Here's a reply to a couple of posts.  




John V Jackson wrote:
> 

> 
> Modern insects and birds are not a good analogy for this reason:  early
> flightless dino/birds went from one form to another and then back to the
> earlier one:
>     flightless -> flying -> flightless
> 
> modern flightless birds and insects effectively just do this:
>     flying -> flightless


> 
> The confusion in early birds/dinos is between the first and the second
> flightless stages, and since the time difference might be
> 10mys..5mys...0.1mys, little divergence need have arisen.  In modern
> birds/insects, the comparisons would have to be between flightless forms all
> to the right of the arrow.  We seldom confuse such groups since, in the case
> of birds at least, they split say 60-80 mys ago.

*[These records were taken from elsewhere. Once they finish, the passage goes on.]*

use async_trait::async_trait;
use confab_client::error::Result;
use confab_client::{PeerTransport, TransportEvent, TransportFactory};
use confab_core::ConnectionId;
use std::sync::Arc;
use std::sync::atomic::{AtomicBool, Ordering};
use tokio::sync::{Mutex, mpsc};
use webrtc::ice_transport::ice_candidate::RTCIceCandidateInit;
use webrtc::peer_connection::sdp::session_description::RTCSessionDescription;

use crate::utils::signal_helpers::sdp;

/// Records every handshake interaction instead of negotiating anything.
pub struct MockTransport {
    pub remote: ConnectionId,
    pub applied_offer: Mutex<Option<RTCSessionDescription>>,
    pub applied_answer: Mutex<Option<RTCSessionDescription>>,
    pub candidates: Mutex<Vec<RTCIceCandidateInit>>,
    closed: AtomicBool,
}

impl MockTransport {
    fn new(remote: ConnectionId) -> Self {
        Self {
            remote,
            applied_offer: Mutex::new(None),
            applied_answer: Mutex::new(None),
            candidates: Mutex::new(Vec::new()),
            closed: AtomicBool::new(false),
        }
    }

    pub fn is_closed(&self) -> bool {
        self.closed.load(Ordering::SeqCst)
    }

    /// Poll until this transport is closed.
    pub async fn wait_closed(&self, timeout_ms: u64) -> bool {
        let start = std::time::Instant::now();
        let timeout = std::time::Duration::from_millis(timeout_ms);

        loop {
            if self.is_closed() {
                return true;
            }
            if start.elapsed() > timeout {
                return false;
            }
            tokio::time::sleep(std::time::Duration::from_millis(10)).await;
        }
    }
}

#[async_trait]
impl PeerTransport for MockTransport {
    async fn create_offer(&self) -> Result<RTCSessionDescription> {
        Ok(sdp("offer", &format!("mock offer for {}", self.remote)))
    }

    async fn answer_offer(&self, offer: RTCSessionDescription) -> Result<RTCSessionDescription> {
        *self.applied_offer.lock().await = Some(offer);
        Ok(sdp("answer", &format!("mock answer for {}", self.remote)))
    }

    async fn accept_answer(&self, answer: RTCSessionDescription) -> Result<()> {
        *self.applied_answer.lock().await = Some(answer);
        Ok(())
    }

    async fn add_remote_candidate(&self, candidate: RTCIceCandidateInit) -> Result<()> {
        self.candidates.lock().await.push(candidate);
        Ok(())
    }

    async fn close(&self) -> Result<()> {
        self.closed.store(true, Ordering::SeqCst);
        Ok(())
    }
}

/// Hands out `MockTransport`s and remembers every construction, so tests
/// can assert exactly how many primitives a session built and inspect them.
#[derive(Clone, Default)]
pub struct MockTransportFactory {
    created: Arc<Mutex<Vec<(ConnectionId, Arc<MockTransport>)>>>,
}

impl MockTransportFactory {
    pub fn new() -> Self {
        Self::default()
    }

    pub async fn created_count(&self) -> usize {
        self.created.lock().await.len()
    }

    pub async fn transport_for(&self, id: &ConnectionId) -> Option<Arc<MockTransport>> {
        self.created
            .lock()
            .await
            .iter()
            .rev()
            .find(|(remote, _)| remote == id)
            .map(|(_, transport)| transport.clone())
    }

    /// Poll until at least `count` transports were constructed.
    pub async fn wait_for_created(&self, count: usize, timeout_ms: u64) -> bool {
        let start = std::time::Instant::now();
        let timeout = std::time::Duration::from_millis(timeout_ms);

        loop {
            if self.created_count().await >= count {
                return true;
            }
            if start.elapsed() > timeout {
                return false;
            }
            tokio::time::sleep(std::time::Duration::from_millis(10)).await;
        }
    }
}

#[async_trait]
impl TransportFactory for MockTransportFactory {
    async fn create(
        &self,
        remote: ConnectionId,
        _events: mpsc::Sender<TransportEvent>,
    ) -> Result<Arc<dyn PeerTransport>> {
        let transport = Arc::new(MockTransport::new(remote.clone()));
        self.created.lock().await.push((remote, transport.clone()));
        Ok(transport)
    }
}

You seem to be saying that living birds are diverged enough to avoid
what is implicitly a long-branch problem that might arise in nonavian
theropods.  This is actually very unlikely, as a long-branch problem is
much, much likelier when lineages are long separate.  Several simulation
studies show this, and I would expect that the changes seen in
flightless birds would be much more dramatic, since they're more
derived, than in barely-derived nonavians.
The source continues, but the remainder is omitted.